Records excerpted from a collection
# # #

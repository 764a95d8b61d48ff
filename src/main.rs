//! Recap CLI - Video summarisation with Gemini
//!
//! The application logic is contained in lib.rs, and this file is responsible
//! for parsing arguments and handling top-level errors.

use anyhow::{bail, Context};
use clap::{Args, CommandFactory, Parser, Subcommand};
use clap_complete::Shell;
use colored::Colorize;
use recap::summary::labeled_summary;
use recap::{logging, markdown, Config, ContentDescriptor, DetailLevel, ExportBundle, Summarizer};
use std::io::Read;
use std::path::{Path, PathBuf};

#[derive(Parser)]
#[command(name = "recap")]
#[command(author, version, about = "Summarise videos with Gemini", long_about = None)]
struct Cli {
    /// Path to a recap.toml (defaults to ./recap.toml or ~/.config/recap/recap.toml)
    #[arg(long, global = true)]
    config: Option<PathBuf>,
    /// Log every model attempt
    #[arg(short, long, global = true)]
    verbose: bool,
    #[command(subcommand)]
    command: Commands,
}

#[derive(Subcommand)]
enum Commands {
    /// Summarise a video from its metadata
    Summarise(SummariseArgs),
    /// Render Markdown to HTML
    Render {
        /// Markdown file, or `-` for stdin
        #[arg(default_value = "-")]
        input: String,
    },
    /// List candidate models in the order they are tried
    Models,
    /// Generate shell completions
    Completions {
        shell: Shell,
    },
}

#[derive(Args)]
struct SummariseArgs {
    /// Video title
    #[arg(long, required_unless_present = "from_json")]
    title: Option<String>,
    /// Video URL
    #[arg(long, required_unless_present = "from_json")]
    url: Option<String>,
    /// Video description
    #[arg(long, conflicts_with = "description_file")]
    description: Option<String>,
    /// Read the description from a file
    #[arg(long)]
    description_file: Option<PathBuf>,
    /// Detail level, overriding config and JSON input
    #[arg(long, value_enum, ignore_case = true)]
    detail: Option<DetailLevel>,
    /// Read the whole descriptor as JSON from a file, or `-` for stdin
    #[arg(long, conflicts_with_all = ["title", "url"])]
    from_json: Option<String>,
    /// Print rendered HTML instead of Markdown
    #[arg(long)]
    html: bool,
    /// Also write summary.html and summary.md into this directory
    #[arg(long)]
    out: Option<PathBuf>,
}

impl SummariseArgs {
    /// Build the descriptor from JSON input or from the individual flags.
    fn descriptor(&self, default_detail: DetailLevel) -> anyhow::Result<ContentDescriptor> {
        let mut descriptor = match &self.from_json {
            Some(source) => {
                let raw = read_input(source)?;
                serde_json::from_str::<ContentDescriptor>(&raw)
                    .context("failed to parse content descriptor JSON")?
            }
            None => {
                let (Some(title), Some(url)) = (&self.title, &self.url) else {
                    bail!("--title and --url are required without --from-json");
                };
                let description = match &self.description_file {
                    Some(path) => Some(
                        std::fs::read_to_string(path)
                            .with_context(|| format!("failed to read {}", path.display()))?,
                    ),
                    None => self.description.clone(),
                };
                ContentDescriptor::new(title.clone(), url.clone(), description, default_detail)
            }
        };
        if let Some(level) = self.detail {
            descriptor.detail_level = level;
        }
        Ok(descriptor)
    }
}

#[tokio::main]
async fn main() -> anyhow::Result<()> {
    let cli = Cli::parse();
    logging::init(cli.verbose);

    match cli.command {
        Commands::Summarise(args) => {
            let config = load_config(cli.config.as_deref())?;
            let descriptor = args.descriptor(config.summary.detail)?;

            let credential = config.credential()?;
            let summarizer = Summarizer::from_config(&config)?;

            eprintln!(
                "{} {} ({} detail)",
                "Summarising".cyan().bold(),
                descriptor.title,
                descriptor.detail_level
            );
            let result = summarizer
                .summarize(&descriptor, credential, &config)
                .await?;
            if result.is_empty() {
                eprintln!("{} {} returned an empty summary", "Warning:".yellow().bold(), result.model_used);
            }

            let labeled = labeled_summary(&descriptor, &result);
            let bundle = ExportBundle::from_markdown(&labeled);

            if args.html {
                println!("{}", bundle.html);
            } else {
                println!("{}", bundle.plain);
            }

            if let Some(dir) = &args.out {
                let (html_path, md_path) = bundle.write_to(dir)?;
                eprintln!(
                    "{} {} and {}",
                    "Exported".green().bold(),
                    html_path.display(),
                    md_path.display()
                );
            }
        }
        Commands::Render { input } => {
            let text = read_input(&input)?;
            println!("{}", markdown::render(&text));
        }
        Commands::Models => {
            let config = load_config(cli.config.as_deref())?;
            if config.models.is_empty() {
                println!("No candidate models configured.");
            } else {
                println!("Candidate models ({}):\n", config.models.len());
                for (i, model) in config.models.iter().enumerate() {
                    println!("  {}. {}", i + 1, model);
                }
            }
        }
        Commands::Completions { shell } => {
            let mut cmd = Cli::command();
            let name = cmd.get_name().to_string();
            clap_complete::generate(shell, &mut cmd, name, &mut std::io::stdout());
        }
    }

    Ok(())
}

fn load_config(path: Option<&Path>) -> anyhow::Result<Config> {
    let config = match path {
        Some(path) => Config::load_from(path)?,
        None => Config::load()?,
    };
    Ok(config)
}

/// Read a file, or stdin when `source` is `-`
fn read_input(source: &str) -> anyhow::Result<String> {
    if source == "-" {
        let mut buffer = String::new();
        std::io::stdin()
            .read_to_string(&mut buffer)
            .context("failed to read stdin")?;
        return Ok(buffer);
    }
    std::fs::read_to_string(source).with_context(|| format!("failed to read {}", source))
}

# # #

-- What is expected --
The line containing "std::io::stdin()" and all lines after it, through the end of the entries above, are to be returned exactly and alone.

-- Exercise response --
        std::io::stdin()
            .read_to_string(&mut buffer)
            .context("failed to read stdin")?;
        return Ok(buffer);
    }
    std::fs::read_to_string(source).with_context(|| format!("failed to read {}", source))
}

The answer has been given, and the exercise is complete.